## What is being asked:
Reproduce the line containing "self.cursor >= furthest)" in the listing below, then every later line up to the end, precisely as written.
===
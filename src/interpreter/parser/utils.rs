use crate::{
    ast::{BinaryOperator, Node},
    error::ParseError,
    interpreter::{
        lexer::Token,
        parser::core::{ParseResult, Parser},
    },
};

static END: Token = Token::Eof;

impl Parser<'_> {
    /// Returns the token under the cursor, or [`Token::Eof`] past the end.
    pub(in crate::interpreter::parser) fn peek(&self) -> &Token {
        self.tokens.get(self.cursor).map_or(&END, |(token, _)| token)
    }

    /// Returns the source line of the token under the cursor.
    pub(in crate::interpreter::parser) fn current_line(&self) -> usize {
        self.tokens
            .get(self.cursor)
            .or_else(|| self.tokens.last())
            .map_or(1, |(_, line)| *line)
    }

    pub(in crate::interpreter::parser) fn advance(&mut self) {
        if self.cursor < self.tokens.len() {
            self.cursor += 1;
        }
    }

    /// Consumes the expected payload-free token.
    ///
    /// # Returns
    /// The line of the consumed token.
    ///
    /// # Errors
    /// Returns [`ParseError::Expected`] naming `expected` if the current token
    /// differs.
    pub(in crate::interpreter::parser) fn eat(&mut self, expected: &Token) -> ParseResult<usize> {
        if self.peek() == expected {
            let line = self.current_line();
            self.advance();
            return Ok(line);
        }
        Err(self.expected(&expected.to_string()))
    }

    /// Consumes an identifier and returns its name and line.
    pub(in crate::interpreter::parser) fn eat_identifier(&mut self) -> ParseResult<(String, usize)> {
        if let Token::Identifier(name) = self.peek() {
            let name = name.clone();
            let line = self.current_line();
            self.advance();
            return Ok((name, line));
        }
        Err(self.expected("an identifier"))
    }

    /// Consumes a binary operator if it is one of `accepted`.
    ///
    /// # Parameters
    /// - `accepted`: Operators valid at this precedence level.
    /// - `expected`: Description used in the error when nothing matches.
    pub(in crate::interpreter::parser) fn eat_operator(&mut self,
                                                       accepted: &[BinaryOperator],
                                                       expected: &str)
                                                       -> ParseResult<(BinaryOperator, usize)> {
        if let Some(op) = token_to_binary_operator(self.peek())
           && accepted.contains(&op)
        {
            let line = self.current_line();
            self.advance();
            return Ok((op, line));
        }
        Err(self.expected(expected))
    }

    /// Parses a possibly empty list of lines separated by `separator`.
    ///
    /// Grammar (simplified): `list := (line (separator line)*)?`
    ///
    /// A separator that is not followed by a line is left unconsumed.
    pub(in crate::interpreter::parser) fn parse_separated(&mut self, separator: &Token) -> Vec<Node> {
        let mut items = Vec::new();

        if let Ok(first) = self.attempt(Self::parse_line) {
            items.push(first);

            while let Ok(next) = self.attempt(|parser| {
                                         parser.eat(separator)?;
                                         parser.parse_line()
                                     })
            {
                items.push(next);
            }
        }
        items
    }

    /// Builds a [`ParseError::Expected`] at the cursor and remembers it if it
    /// is the furthest failure so far.
    ///
    /// Later failures at the same position replace earlier ones, so the
    /// enclosing production's description wins over its leaves.
    pub(in crate::interpreter::parser) fn expected(&mut self, expected: &str) -> ParseError {
        let error = ParseError::Expected { expected: expected.to_string(),
                                           found:    self.peek().to_string(),
                                           position: self.cursor,
                                           line:     self.current_line(), };

        if self.furthest
               .as_ref()
               .and_then(ParseError::position)
               .is_none_or(|furthest| self.cursor >= furthest)
        {
            self.furthest = Some(error.clone());
        }
        error
    }
}

/// Maps a token to the binary operator it spells, if any.
///
/// # Example
/// ```
/// use sapphire::{
///     ast::BinaryOperator,
///     interpreter::{lexer::Token, parser::utils::token_to_binary_operator},
/// };
///
/// assert_eq!(token_to_binary_operator(&Token::Xor), Some(BinaryOperator::Xor));
/// assert_eq!(token_to_binary_operator(&Token::Dot), None);
/// ```
#[must_use]
pub const fn token_to_binary_operator(token: &Token) -> Option<BinaryOperator> {
    match token {
        Token::Plus => Some(BinaryOperator::Add),
        Token::Minus => Some(BinaryOperator::Sub),
        Token::Star => Some(BinaryOperator::Mul),
        Token::Slash => Some(BinaryOperator::Div),
        Token::Caret => Some(BinaryOperator::Pow),
        Token::Greater => Some(BinaryOperator::Greater),
        Token::Less => Some(BinaryOperator::Less),
        Token::GreaterEqual => Some(BinaryOperator::GreaterEqual),
        Token::LessEqual => Some(BinaryOperator::LessEqual),
        Token::Equals => Some(BinaryOperator::Equal),
        Token::And => Some(BinaryOperator::And),
        Token::Or => Some(BinaryOperator::Or),
        Token::Xor => Some(BinaryOperator::Xor),
        _ => None,
    }
}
===
## Output for this exercise:
               .is_none_or(|furthest| self.cursor >= furthest)
        {
            self.furthest = Some(error.clone());
        }
        error
    }
}

/// Maps a token to the binary operator it spells, if any.
///
/// # Example
/// ```
/// use sapphire::{
///     ast::BinaryOperator,
///     interpreter::{lexer::Token, parser::utils::token_to_binary_operator},
/// };
///
/// assert_eq!(token_to_binary_operator(&Token::Xor), Some(BinaryOperator::Xor));
/// assert_eq!(token_to_binary_operator(&Token::Dot), None);
/// ```
#[must_use]
pub const fn token_to_binary_operator(token: &Token) -> Option<BinaryOperator> {
    match token {
        Token::Plus => Some(BinaryOperator::Add),
        Token::Minus => Some(BinaryOperator::Sub),
        Token::Star => Some(BinaryOperator::Mul),
        Token::Slash => Some(BinaryOperator::Div),
        Token::Caret => Some(BinaryOperator::Pow),
        Token::Greater => Some(BinaryOperator::Greater),
        Token::Less => Some(BinaryOperator::Less),
        Token::GreaterEqual => Some(BinaryOperator::GreaterEqual),
        Token::LessEqual => Some(BinaryOperator::LessEqual),
        Token::Equals => Some(BinaryOperator::Equal),
        Token::And => Some(BinaryOperator::And),
        Token::Or => Some(BinaryOperator::Or),
        Token::Xor => Some(BinaryOperator::Xor),
        _ => None,
    }
}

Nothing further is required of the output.